Section 84
The Pythagorean Theorem
The Pythagorean Theorem is named after Pythagoras of Samos, a mathematician who was also a religious leader, and believed that all things in the universe were composed of numbers.
He is supposed to have been the first to have proved this theorem about right triangles:
Pythagorean Theorem. In a right triangle with legs of lengths a and b and hypotenuse of length c, the following equation is true:
c^{2} = a^{2} + b^{2}
(There are many different ways to prove this.)
Below is a graphical representation. The theorem states that the sum of the areas of the blue and red squares is equal to the area of the green square.
Important: Remember that the Pythagorean Theorem is true only for right triangles – triangles which have a 90^{o} angle.
The converse of the theorem is also true: if a triangle has sides of lengths a, b, and c, and c^{2} = a^{2} + b^{2}, then it must be a right triangle.
PYTHAGOREAN TRIPLES
Three whole numbers a, b, c which satisfy the equation of the Pythagorean Theorem are called Pythagorean triples. A few of the smallest ones are shown in the table below.
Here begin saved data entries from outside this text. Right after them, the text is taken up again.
////////////////////////////////////////////////////////////////////////////////
// This file is part of "Ad Astra", an embeddable scripting programming       //
// language platform.                                                         //
//                                                                            //
// This work is proprietary software with source-available code.              //
//                                                                            //
// To copy, use, distribute, or contribute to this work, you must agree to    //
// the terms of the General License Agreement:                                //
//                                                                            //
// https://github.com/Eliah-Lakhin/ad-astra/blob/master/EULA.md               //
//                                                                            //
// The agreement grants a Basic Commercial License, allowing you to use       //
// this work in non-commercial and limited commercial products with a total   //
// gross revenue cap. To remove this commercial limit for one of your         //
// products, you must acquire a Full Commercial License.                      //
//                                                                            //
// If you contribute to the source code, documentation, or related materials, //
// you must grant me an exclusive license to these contributions.             //
// Contributions are governed by the "Contributions" section of the General   //
// License Agreement.                                                         //
//                                                                            //
// Copying the work in parts is strictly forbidden, except as permitted       //
// under the General License Agreement.                                       //
//                                                                            //
// If you do not or cannot agree to the terms of this Agreement,              //
// do not use this work.                                                      //
//                                                                            //
// This work is provided "as is", without any warranties, express or implied, //
// except where such disclaimers are legally invalid.                         //
//                                                                            //
// Copyright (c) 2024 Ilya Lakhin (Илья Александрович Лахин).                 //
// All rights reserved.                                                       //
////////////////////////////////////////////////////////////////////////////////

use std::sync::{
    atomic::{AtomicBool, Ordering},
    Arc,
};

use ahash::AHashSet;
use lady_deirdre::sync::Lazy;

use crate::runtime::{Arena, RuntimeError, RuntimeResult};

/// A process-wide runtime configuration object.
///
/// The configuration consists of named feature flags. The export system
/// consults these flags once, during the registration of a
/// [native function](crate::runtime::NativeFn), to resolve the availability
/// of individual [parameters](crate::runtime::ParamMeta).
#[derive(Clone, Debug, Default)]
pub struct Semantics {
    flags: AHashSet<&'static str>,
}

impl Semantics {
    /// Creates a configuration with no enabled flags.
    #[inline(always)]
    pub fn new() -> Self {
        Self::default()
    }

    /// Returns a shared configuration instance with no enabled flags.
    #[inline(always)]
    pub fn default_semantics() -> &'static Self {
        static DEFAULT: Lazy<Semantics> = Lazy::new(Semantics::new);

        &*DEFAULT
    }

    /// Enables the specified feature flag.
    #[inline(always)]
    pub fn with_flag(mut self, flag: &'static str) -> Self {
        let _ = self.flags.insert(flag);

        self
    }

    /// Returns true if the specified feature flag is enabled.
    #[inline(always)]
    pub fn is_enabled(&self, flag: &str) -> bool {
        self.flags.contains(flag)
    }
}

/// An execution context of a script evaluation thread.
///
/// The binding layer does not inspect this object; it merely supplies it to
/// the native functions that [declared](crate::runtime::FnDecl::uses_thread)
/// an interest in it, and borrows its [Arena] to normalize native returns.
///
/// The context carries a shared cooperative cancellation flag. An external
/// thread may [interrupt](ThreadContext::interrupt) the evaluation at any
/// time; a long-running native function is expected to poll the flag through
/// the [check_interrupt](ThreadContext::check_interrupt) function and bail
/// out with the interruption error, which the binding layer propagates to the
/// evaluator untouched.
#[derive(Debug)]
pub struct ThreadContext {
    semantics: Semantics,
    arena: Arena,
    interrupt: Arc<AtomicBool>,
}

impl Default for ThreadContext {
    #[inline(always)]
    fn default() -> Self {
        Self::new(Semantics::default_semantics().clone())
    }
}

impl ThreadContext {
    /// Creates a thread context with the specified configuration, an empty
    /// [Arena], and a cleared cancellation flag.
    #[inline(always)]
    pub fn new(semantics: Semantics) -> Self {
        Self {
            semantics,
            arena: Arena::new(),
            interrupt: Arc::new(AtomicBool::new(false)),
        }
    }

    /// Returns the configuration of this evaluation thread.
    #[inline(always)]
    pub fn semantics(&self) -> &Semantics {
        &self.semantics
    }

    /// Returns the allocation context of this evaluation thread.
    #[inline(always)]
    pub fn arena(&self) -> &Arena {
        &self.arena
    }

    /// Returns the allocation context of this evaluation thread.
    #[inline(always)]
    pub fn arena_mut(&mut self) -> &mut Arena {
        &mut self.arena
    }

    /// Returns a handle to the cancellation flag of this thread, through
    /// which another thread may request an interruption.
    #[inline(always)]
    pub fn interrupt_handle(&self) -> Arc<AtomicBool> {
        Arc::clone(&self.interrupt)
    }

    /// Requests a cooperative interruption of the script evaluation.
    #[inline(always)]
    pub fn interrupt(&self) {
        self.interrupt.store(true, Ordering::Relaxed);
    }

    /// Returns true if an interruption has been requested.
    #[inline(always)]
    pub fn is_interrupted(&self) -> bool {
        self.interrupt.load(Ordering::Relaxed)
    }

    /// Returns the [interruption error](RuntimeError::Interrupted) if an
    /// interruption has been requested.
    #[inline(always)]
    pub fn check_interrupt(&self) -> RuntimeResult<()> {
        match self.is_interrupted() {
            true => Err(RuntimeError::Interrupted),
            false => Ok(()),
        }
    }
}
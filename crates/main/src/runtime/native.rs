////////////////////////////////////////////////////////////////////////////////
// This file is part of "Ad Astra", an embeddable scripting programming       //
// language platform.                                                         //
//                                                                            //
// This work is proprietary software with source-available code.              //
//                                                                            //
// To copy, use, distribute, or contribute to this work, you must agree to    //
// the terms of the General License Agreement:                                //
//                                                                            //
// https://github.com/Eliah-Lakhin/ad-astra/blob/master/EULA.md               //
//                                                                            //
// The agreement grants a Basic Commercial License, allowing you to use       //
// this work in non-commercial and limited commercial products with a total   //
// gross revenue cap. To remove this commercial limit for one of your         //
// products, you must acquire a Full Commercial License.                      //
//                                                                            //
// If you contribute to the source code, documentation, or related materials, //
// you must grant me an exclusive license to these contributions.             //
// Contributions are governed by the "Contributions" section of the General   //
// License Agreement.                                                         //
//                                                                            //
// Copying the work in parts is strictly forbidden, except as permitted       //
// under the General License Agreement.                                       //
//                                                                            //
// If you do not or cannot agree to the terms of this Agreement,              //
// do not use this work.                                                      //
//                                                                            //
// This work is provided "as is", without any warranties, express or implied, //
// except where such disclaimers are legally invalid.                         //
//                                                                            //
// Copyright (c) 2024 Ilya Lakhin (Илья Александрович Лахин).                 //
// All rights reserved.                                                       //
////////////////////////////////////////////////////////////////////////////////

use std::{
    error::Error as StdError,
    fmt::{Debug, Formatter},
    sync::Arc,
};

use log::debug;

use crate::{
    report::system_panic,
    runtime::{
        shim::Shim,
        Arena,
        ParamDecl,
        ParamMeta,
        RuntimeError,
        RuntimeResult,
        Semantics,
        ThreadContext,
        Upcast,
        Value,
    },
};

/// A declarative description of an exported function or struct field.
///
/// The export system produces this object during the introspection of an
/// exported Rust item and hands it over to [NativeFn::new], which resolves it
/// into an immutable descriptor with a precomputed call shim.
#[derive(Clone, Debug)]
pub struct FnDecl {
    /// The script-facing name of the function.
    pub name: &'static str,

    /// The RustDoc documentation of the function.
    pub doc: &'static str,

    /// Whether the function should appear in the generated script
    /// documentation.
    pub documented: bool,

    /// Whether the receiver object itself is callable through this function.
    pub self_call: bool,

    /// The ordered parameter declarations. Declaration order is the
    /// positional order of the call frame.
    pub params: Vec<ParamDecl>,

    /// Whether the underlying callable additionally receives an overflow
    /// positional arguments collection in a trailing frame slot.
    pub extra_positionals: bool,

    /// Whether the underlying callable additionally receives an overflow
    /// keyword arguments mapping in a trailing frame slot.
    pub extra_keywords: bool,

    /// Whether a host-null return of the underlying callable maps to the
    /// script-level "none" value. Without this permission, a host-null
    /// return is treated as a bug of the function's author.
    pub allow_return_nones: bool,

    /// Whether the underlying callable wants the [ThreadContext] of the
    /// calling thread. When false, the call shim accepts and discards the
    /// context, so that every shim has an identical call shape.
    pub uses_thread: bool,

    /// Whether the underlying struct-field callable wants the [Semantics]
    /// object. When false, the call shim accepts and discards it.
    pub uses_semantics: bool,

    /// The raw glue callable. The variant selects the calling convention.
    pub callable: RawCallable,
}

/// A raw glue callable of an exported item.
///
/// The calling convention is a property of the exported item itself: a plain
/// method receives a call frame of arguments, whereas a struct field is
/// accessed through attribute syntax and receives none.
#[derive(Clone, Copy, Debug)]
pub enum RawCallable {
    /// A plain method.
    Method(RawMethodFn),

    /// A struct field accessor.
    Field(RawFieldFn),
}

/// The glue signature of a plain method.
pub type RawMethodFn = fn(Invocation<'_>) -> Result<RawReturn, FnFault>;

/// The glue signature of a struct field accessor.
///
/// The semantics argument is present only if the field
/// [declared](FnDecl::uses_semantics) an interest in it.
pub type RawFieldFn = fn(&Value, Option<&Semantics>) -> Result<RawReturn, FnFault>;

/// A resolved call frame handed to the glue callable of a plain method.
///
/// By the time the glue observes this object, every declared argument slot
/// has been validated by the call shim: absent slots are filled with
/// defaults, and present values satisfy the parameter allow-lists. The
/// trailing overflow slots (if the function accepts extra positional or
/// keyword arguments) are passed through unvalidated.
pub struct Invocation<'a> {
    /// The receiver object of the call. Never [Nil](Value::nil).
    pub receiver: &'a Value,

    /// The context of the calling thread, present only if the function
    /// [declared](FnDecl::uses_thread) an interest in it.
    pub thread: Option<&'a mut ThreadContext>,

    /// The resolved argument slots: one per declared parameter, in
    /// declaration order, followed by the overflow slots.
    pub args: &'a mut [Option<Value>],
}

/// A return value of a raw glue callable, prior to normalization into the
/// script value model.
pub enum RawReturn {
    /// The underlying function returns nothing. Normalizes to the
    /// script-level "none" value.
    Void,

    /// A return that is directly expressible in the script value model.
    /// `None` represents a host-null return, the handling of which is
    /// governed by the [allow_return_nones](FnDecl::allow_return_nones)
    /// permission.
    Embedded(Option<Value>),

    /// A 32-bit integer return.
    Int32(i32),

    /// A 64-bit integer return.
    Int64(i64),

    /// Any other host return. `Some` values pass through the [Upcast]
    /// conversion seam; `None` is a host-null return.
    Host(Option<Box<dyn Upcast>>),
}

impl Debug for RawReturn {
    fn fmt(&self, formatter: &mut Formatter<'_>) -> std::fmt::Result {
        match self {
            Self::Void => formatter.write_str("Void"),
            Self::Embedded(value) => formatter.debug_tuple("Embedded").field(value).finish(),
            Self::Int32(value) => formatter.debug_tuple("Int32").field(value).finish(),
            Self::Int64(value) => formatter.debug_tuple("Int64").field(value).finish(),
            Self::Host(Some(..)) => formatter.write_str("Host(..)"),
            Self::Host(None) => formatter.write_str("Host(None)"),
        }
    }
}

/// A failure of a raw glue callable.
#[derive(Debug)]
pub enum FnFault {
    /// The resolved call frame does not match the shape the glue was
    /// compiled for. This "cannot happen" condition indicates a
    /// registration-time defect and aborts the operation with a detailed
    /// diagnostic.
    Shape {
        /// A description of the encountered discrepancy.
        details: String,
    },

    /// A script-facing error, including the
    /// [interruption](RuntimeError::Interrupted) signal. The call shim
    /// propagates this error to the evaluator untouched.
    Script(RuntimeError),

    /// Any other host failure. The call shim wraps it into
    /// [RuntimeError::NativeFault], so that the script never observes
    /// host-internal failure types directly.
    Other(Arc<dyn StdError + Send + Sync + 'static>),
}

impl FnFault {
    /// A convenient constructor of the [Shape](FnFault::Shape) fault.
    #[inline(always)]
    pub fn shape(details: impl Into<String>) -> Self {
        Self::Shape {
            details: details.into(),
        }
    }
}
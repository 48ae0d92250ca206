////////////////////////////////////////////////////////////////////////////////
// This file is part of "Ad Astra", an embeddable scripting programming       //
// language platform.                                                         //
//                                                                            //
// This work is proprietary software with source-available code.              //
//                                                                            //
// To copy, use, distribute, or contribute to this work, you must agree to    //
// the terms of the General License Agreement:                                //
//                                                                            //
// https://github.com/Eliah-Lakhin/ad-astra/blob/master/EULA.md               //
//                                                                            //
// The agreement grants a Basic Commercial License, allowing you to use       //
// this work in non-commercial and limited commercial products with a total   //
// gross revenue cap. To remove this commercial limit for one of your         //
// products, you must acquire a Full Commercial License.                      //
//                                                                            //
// If you contribute to the source code, documentation, or related materials, //
// you must grant me an exclusive license to these contributions.             //
// Contributions are governed by the "Contributions" section of the General   //
// License Agreement.                                                         //
//                                                                            //
// Copying the work in parts is strictly forbidden, except as permitted       //
// under the General License Agreement.                                       //
//                                                                            //
// If you do not or cannot agree to the terms of this Agreement,              //
// do not use this work.                                                      //
//                                                                            //
// This work is provided "as is", without any warranties, express or implied, //
// except where such disclaimers are legally invalid.                         //
//                                                                            //
// Copyright (c) 2024 Ilya Lakhin (Илья Александрович Лахин).                 //
// All rights reserved.                                                       //
////////////////////////////////////////////////////////////////////////////////

use std::{
    error::Error as StdError,
    fmt::{Display, Formatter},
    result::Result as StdResult,
    sync::Arc,
};

use compact_str::CompactString;

/// A result of a native function call, which can either be a normal value or
/// a [RuntimeError].
pub type RuntimeResult<T> = StdResult<T, RuntimeError>;

/// Represents any script-facing error that may occur during the invocation of
/// a [native function](crate::runtime::NativeFn).
///
/// This object implements the [Display] trait. The Display implementation
/// renders the canonical, user-facing error message. The exact wording of
/// these messages is a compatibility surface of the script runtime and is
/// covered by tests.
///
/// Defects of the export system itself (e.g., a call shim that does not match
/// its underlying callable) are never reported through this type. Such
/// defects indicate bugs in the host program and abort the operation loudly
/// instead.
#[derive(Clone, Debug)]
#[non_exhaustive]
pub enum RuntimeError {
    /// The script calls a function without supplying one or more required
    /// positional parameters.
    MissingPositional {
        /// The name of the called function.
        function: &'static str,

        /// The names of the missing parameters, in declaration order.
        missing: Vec<&'static str>,
    },

    /// The script calls a function without supplying one or more required
    /// named-only parameters.
    MissingNamed {
        /// The name of the called function.
        function: &'static str,

        /// The names of the missing parameters, in declaration order.
        missing: Vec<&'static str>,
    },

    /// The script supplies an argument whose dynamic type does not belong to
    /// the parameter's allowed class list.
    TypeMismatch {
        /// The name of the called function.
        function: &'static str,

        /// The name of the offending parameter.
        parameter: &'static str,

        /// The dynamic type name of the supplied value.
        actual: CompactString,

        /// A description of the type(s) the parameter accepts.
        expected: CompactString,
    },

    /// The underlying Rust callable failed with a host error that does not
    /// belong to the script value model.
    NativeFault {
        /// The name of the called function.
        function: &'static str,

        /// The original host failure.
        cause: Arc<dyn StdError + Send + Sync + 'static>,
    },

    /// The script evaluation has been interrupted by the evaluation thread's
    /// cooperative cancellation flag.
    Interrupted,
}

impl Display for RuntimeError {
    fn fmt(&self, formatter: &mut Formatter<'_>) -> std::fmt::Result {
        match self {
            Self::MissingPositional { function, missing } => {
                formatter.write_fmt(format_args!(
                    "{function}() missing {} required positional argument{}: {}",
                    missing.len(),
                    plural(missing.len()),
                    missing.join(", "),
                ))
            }

            Self::MissingNamed { function, missing } => formatter.write_fmt(format_args!(
                "{function}() missing {} required named argument{}: {}",
                missing.len(),
                plural(missing.len()),
                missing.join(", "),
            )),

            Self::TypeMismatch {
                function,
                parameter,
                actual,
                expected,
            } => formatter.write_fmt(format_args!(
                "in call to {function}(), parameter '{parameter}' got value of \
                type '{actual}', want '{expected}'",
            )),

            Self::NativeFault { cause, .. } => Display::fmt(cause, formatter),

            Self::Interrupted => formatter.write_str("script evaluation interrupted"),
        }
    }
}

impl StdError for RuntimeError {
    #[inline]
    fn source(&self) -> Option<&(dyn StdError + 'static)> {
        match self {
            Self::NativeFault { cause, .. } => {
                let cause: &(dyn StdError + 'static) = cause.as_ref();

                Some(cause)
            }

            _ => None,
        }
    }
}

#[inline(always)]
fn plural(count: usize) -> &'static str {
    match count == 1 {
        true => "",
        false => "s",
    }
}
////////////////////////////////////////////////////////////////////////////////
// This file is part of "Ad Astra", an embeddable scripting programming       //
// language platform.                                                         //
//                                                                            //
// This work is proprietary software with source-available code.              //
//                                                                            //
// To copy, use, distribute, or contribute to this work, you must agree to    //
// the terms of the General License Agreement:                                //
//                                                                            //
// https://github.com/Eliah-Lakhin/ad-astra/blob/master/EULA.md               //
//                                                                            //
// The agreement grants a Basic Commercial License, allowing you to use       //
// this work in non-commercial and limited commercial products with a total   //
// gross revenue cap. To remove this commercial limit for one of your         //
// products, you must acquire a Full Commercial License.                      //
//                                                                            //
// If you contribute to the source code, documentation, or related materials, //
// you must grant me an exclusive license to these contributions.             //
// Contributions are governed by the "Contributions" section of the General   //
// License Agreement.                                                         //
//                                                                            //
// Copying the work in parts is strictly forbidden, except as permitted       //
// under the General License Agreement.                                       //
//                                                                            //
// If you do not or cannot agree to the terms of this Agreement,              //
// do not use this work.                                                      //
//                                                                            //
// This work is provided "as is", without any warranties, express or implied, //
// except where such disclaimers are legally invalid.                         //
//                                                                            //
// Copyright (c) 2024 Ilya Lakhin (Илья Александрович Лахин).                 //
// All rights reserved.                                                       //
////////////////////////////////////////////////////////////////////////////////

//! Script runtime interfaces of the native binding layer.
//!
//! The central object of this module is [NativeFn]: an immutable descriptor
//! of an exported Rust function or struct field with a precomputed call shim.
//! The export system constructs a NativeFn once per exported item from a
//! [FnDecl] declaration, and the script evaluator invokes it through the
//! [NativeFn::call] and [NativeFn::call_field] entry points.
//!
//! The remaining objects of this module describe the seams between the
//! binding layer and its collaborators: the dynamic [Value] model, the
//! [Arena] allocation context, the [Semantics] runtime configuration, and
//! the [ThreadContext] of the evaluation thread.

mod error;
mod memory;
mod native;
mod param;
mod semantics;
mod shim;
mod value;

pub use crate::runtime::{
    error::{RuntimeError, RuntimeResult},
    memory::Arena,
    native::{
        FnDecl,
        FnFault,
        Invocation,
        NativeFn,
        RawCallable,
        RawFieldFn,
        RawMethodFn,
        RawReturn,
    },
    param::{ParamDecl, ParamKind, ParamMeta},
    semantics::{Semantics, ThreadContext},
    value::{ScriptObject, Upcast, Value, ValueClass},
};
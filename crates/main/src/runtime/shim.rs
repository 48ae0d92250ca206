////////////////////////////////////////////////////////////////////////////////
// This file is part of "Ad Astra", an embeddable scripting programming       //
// language platform.                                                         //
//                                                                            //
// This work is proprietary software with source-available code.              //
//                                                                            //
// To copy, use, distribute, or contribute to this work, you must agree to    //
// the terms of the General License Agreement:                                //
//                                                                            //
// https://github.com/Eliah-Lakhin/ad-astra/blob/master/EULA.md               //
//                                                                            //
// The agreement grants a Basic Commercial License, allowing you to use       //
// this work in non-commercial and limited commercial products with a total   //
// gross revenue cap. To remove this commercial limit for one of your         //
// products, you must acquire a Full Commercial License.                      //
//                                                                            //
// If you contribute to the source code, documentation, or related materials, //
// you must grant me an exclusive license to these contributions.             //
// Contributions are governed by the "Contributions" section of the General   //
// License Agreement.                                                         //
//                                                                            //
// Copying the work in parts is strictly forbidden, except as permitted       //
// under the General License Agreement.                                       //
//                                                                            //
// If you do not or cannot agree to the terms of this Agreement,              //
// do not use this work.                                                      //
//                                                                            //
// This work is provided "as is", without any warranties, express or implied, //
// except where such disclaimers are legally invalid.                         //
//                                                                            //
// Copyright (c) 2024 Ilya Lakhin (Илья Александрович Лахин).                 //
// All rights reserved.                                                       //
////////////////////////////////////////////////////////////////////////////////

use std::fmt::Write;

use crate::{
    report::system_panic,
    runtime::{
        native::{FnFault, Invocation, RawFieldFn, RawMethodFn, RawReturn},
        Arena,
        ParamMeta,
        RuntimeError,
        RuntimeResult,
        Semantics,
        ThreadContext,
        Value,
        ValueClass,
    },
};

// The precomputed invocation path of a native function.
//
// The shim is assembled once, during the registration of the owning
// NativeFn, and reused by every call site afterwards. The fast path performs
// no lookups and allocates only when a default value is substituted or when
// the return conversion inherently requires it.
//
// The calling convention is encoded in the variant: a descriptor is either a
// plain method or a struct field, never both.
#[derive(Debug)]
pub(super) enum Shim {
    Method(MethodShim),
    Field(FieldShim),
}

impl Shim {
    pub(super) fn method(
        raw: RawMethodFn,
        params: &[ParamMeta],
        trailing: usize,
        uses_thread: bool,
        allow_return_nones: bool,
    ) -> Self {
        let plan = params.iter().map(SlotStep::new).collect();

        Self::Method(MethodShim {
            raw,
            plan,
            trailing,
            uses_thread,
            allow_return_nones,
        })
    }

    #[inline(always)]
    pub(super) fn field(raw: RawFieldFn, uses_semantics: bool, allow_return_nones: bool) -> Self {
        Self::Field(FieldShim {
            raw,
            uses_semantics,
            allow_return_nones,
        })
    }
}

#[derive(Debug)]
pub(super) struct MethodShim {
    raw: RawMethodFn,
    plan: Box<[SlotStep]>,
    trailing: usize,
    uses_thread: bool,
    allow_return_nones: bool,
}

impl MethodShim {
    pub(super) fn invoke(
        &self,
        function: &'static str,
        params: &[ParamMeta],
        receiver: &Value,
        thread: &mut ThreadContext,
        arguments: &mut [Option<Value>],
    ) -> RuntimeResult<Value> {
        if arguments.len() != self.plan.len() + self.trailing {
            shape_mismatch(
                function,
                &format!(
                    "expected {} argument slots, got {}",
                    self.plan.len() + self.trailing,
                    arguments.len(),
                ),
                receiver,
                arguments,
            );
        }

        for (index, step) in self.plan.iter().enumerate() {
            match step {
                SlotStep::Supply { default, check } => match &arguments[index] {
                    // Defaults come from the declaring function's author and
                    // are trusted: they bypass the type check.
                    None => arguments[index] = Some(default.clone()),

                    Some(value) => check.apply(function, &params[index], value)?,
                },

                SlotStep::Demand { check } => match &arguments[index] {
                    None => return Err(missing_arguments(function, params, arguments)),

                    Some(value) => check.apply(function, &params[index], value)?,
                },

                // The parameter is disabled under the registration
                // configuration: the slot is forced to the default no matter
                // what the call site supplied.
                SlotStep::Erase { default } => match default {
                    Some(value) => arguments[index] = Some(value.clone()),

                    None => return Err(missing_arguments(function, params, arguments)),
                },
            }
        }

        let outcome = (self.raw)(Invocation {
            receiver,
            thread: match self.uses_thread {
                true => Some(&mut *thread),
                false => None,
            },
            args: &mut *arguments,
        });

        match outcome {
            Ok(value) => normalize_return(
                function,
                self.allow_return_nones,
                value,
                thread.arena_mut(),
            ),

            Err(FnFault::Script(error)) => Err(error),

            Err(FnFault::Other(cause)) => Err(RuntimeError::NativeFault { function, cause }),

            Err(FnFault::Shape { details }) => {
                shape_mismatch(function, &details, receiver, arguments)
            }
        }
    }
}

#[derive(Debug)]
pub(super) struct FieldShim {
    raw: RawFieldFn,
    uses_semantics: bool,
    allow_return_nones: bool,
}

impl FieldShim {
    pub(super) fn invoke(
        &self,
        function: &'static str,
        receiver: &Value,
        semantics: &Semantics,
        arena: &mut Arena,
    ) -> RuntimeResult<Value> {
        let outcome = (self.raw)(
            receiver,
            match self.uses_semantics {
                true => Some(semantics),
                false => None,
            },
        );

        match outcome {
            Ok(value) => normalize_return(function, self.allow_return_nones, value, arena),

            Err(FnFault::Script(error)) => Err(error),

            Err(FnFault::Other(cause)) => Err(RuntimeError::NativeFault { function, cause }),

            Err(FnFault::Shape { details }) => shape_mismatch(function, &details, receiver, &[]),
        }
    }
}

// A validation step of one declared argument slot, fixed at registration
// time.
#[derive(Debug)]
enum SlotStep {
    // The parameter has a default value.
    Supply { default: Value, check: TypeCheck },

    // The parameter is required.
    Demand { check: TypeCheck },

    // The parameter is disabled under the registration configuration.
    Erase { default: Option<Value> },
}

impl SlotStep {
    fn new(param: &ParamMeta) -> Self {
        if param.is_disabled() {
            return Self::Erase {
                default: param.default_value().cloned(),
            };
        }

        let check = match param.accepts_any() {
            true => TypeCheck::Any,
            false => TypeCheck::OneOf(param.allowed().into()),
        };

        match param.default_value() {
            Some(default) => Self::Supply {
                default: default.clone(),
                check,
            },

            None => Self::Demand { check },
        }
    }
}

#[derive(Debug)]
enum TypeCheck {
    Any,
    OneOf(Box<[ValueClass]>),
}

impl TypeCheck {
    fn apply(
        &self,
        function: &'static str,
        param: &ParamMeta,
        value: &Value,
    ) -> RuntimeResult<()> {
        let classes = match self {
            Self::Any => return Ok(()),
            Self::OneOf(classes) => classes,
        };

        for class in classes.iter() {
            if value.is(*class) {
                return Ok(());
            }
        }

        Err(RuntimeError::TypeMismatch {
            function,
            parameter: param.name(),
            actual: value.class_name().into(),
            expected: param.expected_description(),
        })
    }
}

// The slow path of a failed argument-presence validation.
//
// Recomputes the full set of required-but-absent parameters so that the
// resulting error lists every missing name in declaration order. Missing
// positional parameters take priority over missing named-only parameters;
// exactly one of the two error forms is raised per failing call.
pub(super) fn missing_arguments(
    function: &'static str,
    params: &[ParamMeta],
    arguments: &[Option<Value>],
) -> RuntimeError {
    let mut positional = Vec::new();
    let mut named = Vec::new();

    for (param, slot) in params.iter().zip(arguments.iter()) {
        if slot.is_some() || !param.is_required() {
            continue;
        }

        match param.kind().is_positional() {
            true => positional.push(param.name()),
            false => named.push(param.name()),
        }
    }

    if !positional.is_empty() {
        return RuntimeError::MissingPositional {
            function,
            missing: positional,
        };
    }

    if !named.is_empty() {
        return RuntimeError::MissingNamed {
            function,
            missing: named,
        };
    }

    system_panic!("Missing-argument recheck of {function}() found no missing arguments.");
}

// Maps a raw native return onto the script value model.
fn normalize_return(
    function: &'static str,
    allow_return_nones: bool,
    value: RawReturn,
    arena: &mut Arena,
) -> RuntimeResult<Value> {
    match value {
        RawReturn::Void => Ok(Value::None),

        RawReturn::Embedded(Some(value)) => Ok(value),

        RawReturn::Int32(value) => Ok(Value::from(value)),

        RawReturn::Int64(value) => Ok(Value::from(value)),

        RawReturn::Host(Some(host)) => Ok(host.upcast(arena)),

        RawReturn::Embedded(None) | RawReturn::Host(None) => match allow_return_nones {
            true => Ok(Value::None),

            // A host-null return without the allow_return_nones permission is
            // a contract violation by the function's author, not a script
            // error.
            false => {
                system_panic!("Method {function}() invocation returned null.")
            }
        },
    }
}

// A "cannot happen" mismatch between the prebuilt shim and the underlying
// callable, indicating a registration-time defect. The diagnostic includes
// the representation and the dynamic type of the receiver and of every
// argument.
fn shape_mismatch(
    function: &'static str,
    details: &str,
    receiver: &Value,
    arguments: &[Option<Value>],
) -> ! {
    let mut buffer = String::new();

    let _ = write!(
        &mut buffer,
        "Call shim shape mismatch ({details}) in call of {function}(), receiver={} ({}), args=[",
        receiver.repr(),
        receiver.class_name(),
    );

    let mut separator = "";

    for slot in arguments {
        let _ = buffer.write_str(separator);

        match slot {
            None => {
                let _ = buffer.write_str("_");
            }

            Some(value) => {
                let _ = write!(&mut buffer, "{} ({})", value.repr(), value.class_name());
            }
        }

        separator = ", ";
    }

    let _ = buffer.write_str("].");

    system_panic!("{buffer}");
}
Each Pythagorean Triple corresponds with a right triangle whose side lengths are in wholenumber ratios.
Pythagorean Triples 
3, 4, 5 
3^{2} + 4^{2} = 5^{2}
9 + 16 = 25

6, 8, 10 
6^{2} + 8^{2} = 10^{2}
36 + 64 = 100

5, 12, 13 
5^{2} + 12^{2} = 13^{2}
25 + 144 = 169

8, 15, 17 
8^{2} + 15^{2} = 17^{2}
64 + 225 = 289